COVID summer wave grows, especially in West, with new variant LB.1 on the rise
A summertime wave of COVID-19 infections is arriving earlier than last year across a growing share of the country, federal data suggests, as a new variant called LB.1 could be on track to become the latest dominant strain of the virus.
For the first time in months, the CDC estimates that no states or territories are seeing COVID-19 infections slow this past week. Key virus indicators appear to be worsening fastest across a number of western states, where trends first began climbing this month.
Levels of virus detections in wastewater from the western region, often an early signal of rising COVID-19 cases, are already near the threshold the Centers for Disease Control and Prevention deems to be "high" levels of infection risk. Nursing home COVID-19 cases had also accelerated in recent weeks from this region.

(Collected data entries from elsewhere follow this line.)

//! Chunk planner
//!
//! Maps (file size, chunk size) to a deterministic partition of byte
//! ranges, numbered from 1. Pure computation, no I/O.

use std::ops::Range;

/// Default chunk size (5MB) - matches the S3 minimum part size
pub const DEFAULT_CHUNK_SIZE: u64 = 5 * 1024 * 1024;

/// Deterministic partition of a file into numbered parts
#[derive(Debug, Clone, Copy, PartialEq, Eq)]
pub struct ChunkPlan {
    file_size: u64,
    chunk_size: u64,
    total_parts: u32,
}

impl ChunkPlan {
    /// Create a plan for a file.
    ///
    /// # Panics
    ///
    /// Panics if `chunk_size` is zero; callers validate chunk size at
    /// configuration load time.
    pub fn new(file_size: u64, chunk_size: u64) -> Self {
        assert!(chunk_size > 0, "chunk size must be non-zero");
        let total_parts = file_size.div_ceil(chunk_size) as u32;
        Self {
            file_size,
            chunk_size,
            total_parts,
        }
    }

    /// Total number of parts: `ceil(file_size / chunk_size)`
    pub fn total_parts(&self) -> u32 {
        self.total_parts
    }

    pub fn file_size(&self) -> u64 {
        self.file_size
    }

    pub fn chunk_size(&self) -> u64 {
        self.chunk_size
    }

    /// Byte range of part `n`, for `n` in `[1, total_parts]`.
    ///
    /// `range_of(n) = [(n-1)*chunk_size, min(n*chunk_size, file_size))`
    pub fn range_of(&self, part_number: u32) -> Range<u64> {
        debug_assert!(part_number >= 1 && part_number <= self.total_parts);
        let start = (part_number as u64 - 1) * self.chunk_size;
        let end = (start + self.chunk_size).min(self.file_size);
        start..end
    }

    /// Part numbers not yet in `completed`, ascending.
    ///
    /// Completed part numbers outside `[1, total_parts]` are ignored
    /// here; structural validation happens on the session itself.
    pub fn pending(&self, completed: &[u32]) -> Vec<u32> {
        (1..=self.total_parts)
            .filter(|n| !completed.contains(n))
            .collect()
    }
}
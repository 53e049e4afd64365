//! Session store
//!
//! Durable key/value persistence of upload sessions, keyed by file
//! fingerprint. One JSON file per fingerprint under a spool directory,
//! written atomically (tempfile + rename) so a crash mid-write never
//! leaves a truncated record. Survives process restart by construction.
//!
//! Single-writer assumption: the coordinator is the sole mutator of a
//! session during its active lifetime. Two independent processes writing
//! the same fingerprint are not coordinated.

use crate::session::UploadSession;
use chrono::{Duration, Utc};
use std::path::{Path, PathBuf};
use thiserror::Error;

/// Session store errors
#[derive(Error, Debug)]
pub enum StoreError {
    #[error("IO error: {0}")]
    IoError(#[from] std::io::Error),

    #[error("Failed to decode session record: {0}")]
    DecodeError(#[from] serde_json::Error),
}

/// File-backed session table
#[derive(Debug, Clone)]
pub struct SessionStore {
    root: PathBuf,
}

impl SessionStore {
    /// Open (creating if needed) a store rooted at `root`
    pub fn open<P: AsRef<Path>>(root: P) -> Result<Self, StoreError> {
        let root = root.as_ref().to_path_buf();
        std::fs::create_dir_all(&root)?;
        Ok(Self { root })
    }

    fn entry_path(&self, fingerprint: &str) -> PathBuf {
        self.root.join(format!("{fingerprint}.json"))
    }

    /// Persist a session, replacing any previous record for its fingerprint
    pub fn put(&self, session: &UploadSession) -> Result<(), StoreError> {
        let path = self.entry_path(&session.fingerprint);
        let tmp = path.with_extension("json.tmp");
        let body = serde_json::to_vec_pretty(session)?;
        std::fs::write(&tmp, body)?;
        std::fs::rename(&tmp, &path)?;
        Ok(())
    }

    /// Look up a session by fingerprint
    pub fn get(&self, fingerprint: &str) -> Result<Option<UploadSession>, StoreError> {
        let path = self.entry_path(fingerprint);
        match std::fs::read(&path) {
            Ok(body) => Ok(Some(serde_json::from_slice(&body)?)),
            Err(e) if e.kind() == std::io::ErrorKind::NotFound => Ok(None),
            Err(e) => Err(e.into()),
        }
    }

    /// Remove a session record. Removing a missing record is not an error.
    pub fn delete(&self, fingerprint: &str) -> Result<(), StoreError> {
        match std::fs::remove_file(self.entry_path(fingerprint)) {
            Ok(()) => Ok(()),
            Err(e) if e.kind() == std::io::ErrorKind::NotFound => Ok(()),
            Err(e) => Err(e.into()),
        }
    }

    /// All persisted sessions, in no particular order.
    ///
    /// Undecodable records are skipped with a warning rather than failing
    /// the listing; they are reaped by [`Self::prune_older_than`] or
    /// replaced on the next transfer for that fingerprint.
    pub fn list_all(&self) -> Result<Vec<UploadSession>, StoreError> {
        let mut sessions = Vec::new();
        for entry in std::fs::read_dir(&self.root)? {
            let path = entry?.path();
            if path.extension().and_then(|e| e.to_str()) != Some("json") {
                continue;
            }
            match std::fs::read(&path).map_err(StoreError::from).and_then(|b| {
                serde_json::from_slice::<UploadSession>(&b).map_err(StoreError::from)
            }) {
                Ok(session) => sessions.push(session),
                Err(e) => {
                    tracing::warn!(path = %path.display(), error = %e, "Skipping unreadable session record");
                }
            }
        }
        Ok(sessions)
    }

    /// Delete sessions untouched for longer than `max_age` (abandoned
    /// uploads). Returns the number of records removed.
    pub fn prune_older_than(&self, max_age: Duration) -> Result<usize, StoreError> {
        let cutoff = Utc::now() - max_age;
        let mut removed = 0;
        for session in self.list_all()? {
            if session.last_updated < cutoff {
                self.delete(&session.fingerprint)?;
                removed += 1;
                tracing::info!(
                    fingerprint = %session.fingerprint,
                    file_name = %session.file_name,
                    last_updated = %session.last_updated,
                    "Pruned abandoned upload session"
                );
            }
        }
        Ok(removed)
    }
}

An average of 1.23% of emergency room visits were from COVID-19 patients in HHS Region 9, a grouping of states that spans Arizona through Hawaii. This is now the worst average of COVID-19 emergency room visits in the region since early February.
Since early during the pandemic, authorities have tracked surges of COVID-19 after a springtime lull in cases, though at different times during the warmer months.
Last year's increase did not begin to pick up nationwide until late July. Trends of the virus in emergency rooms peaked around the end of August and early September, right as officials were gearing up to roll out a new COVID-19 vaccine shot.
"For flu and for RSV, we have years and years of data with very similar trends over time. So, you can't quite set your watch by when those seasons are going to start, but you can get close. For COVID, that's not true at all," Ruth Link-Gelles, head of the CDC's COVID-19 vaccine effectiveness research, said this month at a Food and Drug Administration meeting.
The rise of LB.1 and KP.3 variants
COVID-19 cases are picking up at the same time that the CDC says it is tracking two new variants growing in proportion nationwide. Scientists call them KP.3 and LB.1.
KP.3 has reached roughly a third of cases nationwide, up from 25% two weeks ago, and LB.1 makes up 17.5% of cases, as of the CDC's "Nowcast" projections published Friday.
Both are displacing a close relative, a so-called "FLiRT" variant called KP.2, which had risen to dominance last month. The CDC's projections so far have LB.1 starting to grow at a faster rate than KP.3, suggesting LB.1 might overtake KP.3.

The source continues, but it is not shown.